- Assigned task:
Where a line in the records holds "timer", count it once; return only the final number.
+++ Records for the exercise +++
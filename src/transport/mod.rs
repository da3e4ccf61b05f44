//! # PCIe Transport Control Plane
//!
//! The host side of a wireless adapter's PCIe transport: a fixed set of
//! DMA-backed pipes shared with the device firmware, a synchronous
//! diagnostic access path for bring-up, a reference-counted power-state
//! arbitrator gating all register access, and the interrupt dispatch that
//! feeds pipe completions back into the system.
//!
//! [`Transport`] is the entry point. Exactly one instance exists per
//! physical device; it outlives all pipes and is destroyed only after every
//! pipe is torn down. This crate should never depend on bus enumeration,
//! firmware images or frame processing; those are collaborators behind the
//! [`regs::RegisterWindow`] and [`channel::ChannelFactory`] seams.

#![deny(missing_docs)]
#![deny(rustdoc::all)]
#![deny(clippy::must_use_candidate)]
#![deny(missing_debug_implementations)]

pub mod channel;
pub mod config;
pub mod constants;
pub mod diag;
pub mod events;
mod interrupt;
pub mod mockdev;
pub mod pipes;
pub mod power;
pub mod regs;
pub mod timer;
pub mod wire;

use std::sync::atomic::{AtomicBool, Ordering};
use std::sync::{Arc, Mutex};

use thiserror::Error;
use tracing::info;

use channel::{ChannelError, ChannelFactoryRef};
use config::{ConfigError, DeviceInfoBlock, PolicyTable};
use diag::{DiagError, DiagLink};
use events::EventSinkRef;
use interrupt::Dispatcher;
use pipes::{Pipe, PipeId, PipeRegistry};
use power::{PowerController, PowerError};
use regs::RegisterWindowRef;
use wire::{PipeDir, ServiceId};

/// Errors of the outbound send path.
#[derive(Debug, Error)]
pub enum SendError {
    /// No route maps this service to an outbound pipe.
    #[error("no outbound route for service {0:?}")]
    UnknownService(ServiceId),

    /// All send permits of the routed pipe are in flight.
    #[error("no send permit available")]
    NoCredit,

    /// The configuration exchange has not run yet.
    #[error("transport is not configured")]
    NotConfigured,

    /// Waking the device failed.
    #[error("waking the device for send failed")]
    Power(#[from] PowerError),

    /// The channel rejected the frame.
    #[error("channel rejected the frame")]
    Channel(#[from] ChannelError),
}

/// State shared between the transport facade and the deferred interrupt
/// worker.
#[derive(Debug)]
pub(crate) struct Shared {
    pub(crate) regs: RegisterWindowRef,
    pub(crate) power: Arc<PowerController>,
    pub(crate) registry: Arc<PipeRegistry>,
    pub(crate) sink: EventSinkRef,
    /// The routing/policy table, set exactly once by `configure`.
    pub(crate) routing: Mutex<Option<PolicyTable>>,
}

/// The transport context for one physical device instance.
#[derive(Debug)]
pub struct Transport {
    shared: Arc<Shared>,
    factory: ChannelFactoryRef,
    dispatcher: Dispatcher,
    /// The diagnostic link doubles as the serialization point for
    /// diagnostic calls: one pipe, one transfer at a time.
    diag: Mutex<Option<DiagLink>>,
    configured: AtomicBool,
}

impl Transport {
    /// Create a transport over a ready register window and channel factory.
    ///
    /// `msi_vectors` is the granted message-signaled vector count as
    /// negotiated by the interrupt collaborator; 0 selects legacy line
    /// mode. The device starts out asleep and no pipe exists until
    /// [`Transport::configure`] runs.
    #[must_use]
    pub fn new(
        regs: RegisterWindowRef,
        factory: ChannelFactoryRef,
        msi_vectors: u32,
        sink: EventSinkRef,
    ) -> Self {
        let shared = Arc::new(Shared {
            power: Arc::new(PowerController::new(Arc::clone(&regs))),
            regs,
            registry: Arc::new(PipeRegistry::new()),
            sink,
            routing: Mutex::new(None),
        });

        let dispatcher = Dispatcher::new(Arc::clone(&shared), msi_vectors);

        Self {
            shared,
            factory,
            dispatcher,
            diag: Mutex::new(None),
            configured: AtomicBool::new(false),
        }
    }

    /// Run the one-time configuration exchange.
    ///
    /// Allocates one pipe per policy entry, provisions receive buffers,
    /// and publishes the pipe-configuration and service-routing tables to
    /// device-visible memory at the addresses in `info`. On any failure the
    /// pipes allocated so far are torn down and the transport returns to
    /// its unconfigured state; a successful exchange is final, there is no
    /// reconfiguration of a live pipe.
    pub fn configure(
        &self,
        policy: PolicyTable,
        info: DeviceInfoBlock,
    ) -> Result<(), ConfigError> {
        if self
            .configured
            .compare_exchange(false, true, Ordering::SeqCst, Ordering::SeqCst)
            .is_err()
        {
            return Err(ConfigError::AlreadyConfigured);
        }

        match self.configure_inner(&policy, info) {
            Ok(()) => {
                *self.shared.routing.lock().unwrap() = Some(policy);
                info!("configuration exchange complete");
                Ok(())
            }
            Err(err) => {
                // Tear down exactly what was allocated so no
                // half-initialized pipe stays reachable.
                *self.diag.lock().unwrap() = None;
                self.shared.registry.teardown();
                self.configured.store(false, Ordering::SeqCst);
                Err(err)
            }
        }
    }

    fn configure_inner(
        &self,
        policy: &PolicyTable,
        info: DeviceInfoBlock,
    ) -> Result<(), ConfigError> {
        policy.validate()?;

        for attrs in &policy.pipes {
            let id = PipeId(attrs.pipe_num as u8);
            let channel =
                self.factory
                    .open(id, attrs.direction, attrs.entry_count, attrs.buf_size)?;
            self.shared.registry.insert(Arc::new(Pipe::new(
                id,
                attrs.direction,
                attrs.entry_count,
                attrs.buf_size,
                channel,
            )));
        }

        // Initial receive provisioning. A transient post failure is not
        // fatal; the retry timer keeps topping the ring up.
        let mut provision_failed = false;
        for pipe in self.shared.registry.pipes() {
            if pipe.direction().has_in() {
                pipe.prime_rx();
                if interrupt::replenish_rx(&pipe).is_err() {
                    provision_failed = true;
                }
            }
        }
        if provision_failed {
            self.dispatcher.arm_rx_retry();
        }

        // Publish the handshake tables through the diagnostic pipe; the
        // firmware reads them at its own startup.
        let diag_pipe = self
            .shared
            .registry
            .get(policy.diag_pipe)
            .ok_or(ConfigError::BadDiagPipe {
                pipe: u32::from(policy.diag_pipe.0),
            })?;
        let link = DiagLink::new(diag_pipe, Arc::clone(&self.shared.power));

        let mut table = Vec::new();
        for record in policy.pipe_config_records() {
            record.serialize(&mut table);
        }
        link.write(info.pipe_cfg_addr, &table)?;

        table.clear();
        for entry in policy.route_entries() {
            entry.serialize(&mut table);
        }
        link.write(info.svc_to_pipe_addr, &table)?;

        *self.diag.lock().unwrap() = Some(link);
        Ok(())
    }

    /// Queue one outbound frame for a logical service.
    pub fn send(&self, service: ServiceId, frame: Vec<u8>) -> Result<(), SendError> {
        let pipe_id = {
            let routing = self.shared.routing.lock().unwrap();
            let routing = routing.as_ref().ok_or(SendError::NotConfigured)?;
            routing
                .pipe_for(service, PipeDir::Out)
                .ok_or(SendError::UnknownService(service))?
        };

        let pipe = self
            .shared
            .registry
            .get(pipe_id)
            .ok_or(SendError::NotConfigured)?;

        if !pipe.take_send_credit() {
            return Err(SendError::NoCredit);
        }

        let wake = match self.shared.power.wake() {
            Ok(guard) => guard,
            Err(err) => {
                pipe.return_send_credit();
                return Err(err.into());
            }
        };

        if let Err(err) = pipe.channel().send(frame) {
            pipe.return_send_credit();
            return Err(err.into());
        }

        drop(wake);
        Ok(())
    }

    /// Synchronously read device memory over the diagnostic pipe.
    pub fn diag_read(&self, address: u32, length: usize) -> Result<Vec<u8>, DiagError> {
        let diag = self.diag.lock().unwrap();
        diag.as_ref()
            .ok_or(DiagError::NotConfigured)?
            .read(address, length)
    }

    /// Synchronously write device memory over the diagnostic pipe.
    pub fn diag_write(&self, address: u32, bytes: &[u8]) -> Result<(), DiagError> {
        let diag = self.diag.lock().unwrap();
        diag.as_ref()
            .ok_or(DiagError::NotConfigured)?
            .write(address, bytes)
    }

    /// Entry point for one message-signaled interrupt.
    pub fn handle_msi(&self, vector: u32) {
        self.dispatcher.handle_msi(vector);
    }

    /// Entry point for the shared legacy interrupt line. Returns true if
    /// this device raised the interrupt.
    #[must_use]
    pub fn handle_line_interrupt(&self) -> bool {
        self.dispatcher.handle_line_interrupt()
    }

    /// The power-state controller gating register access.
    ///
    /// Collaborators performing their own register accesses must hold a
    /// wake reference from here for the duration of the access.
    #[must_use]
    pub fn power(&self) -> &PowerController {
        &self.shared.power
    }

    /// Look up a pipe's counters, for inspection and tests.
    #[must_use]
    pub fn pipe_counters(&self, pipe: PipeId) -> Option<pipes::PipeCounters> {
        self.shared.registry.get(pipe).map(|pipe| pipe.counters())
    }

    /// Stop interrupt dispatch and release every pipe. Idempotent; also
    /// runs on drop.
    pub fn shutdown(&mut self) {
        self.dispatcher.shutdown();
        *self.diag.lock().unwrap() = None;
        self.shared.registry.teardown();
    }
}

impl Drop for Transport {
    fn drop(&mut self) {
        self.shutdown();
    }
}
+++
- Response box:
2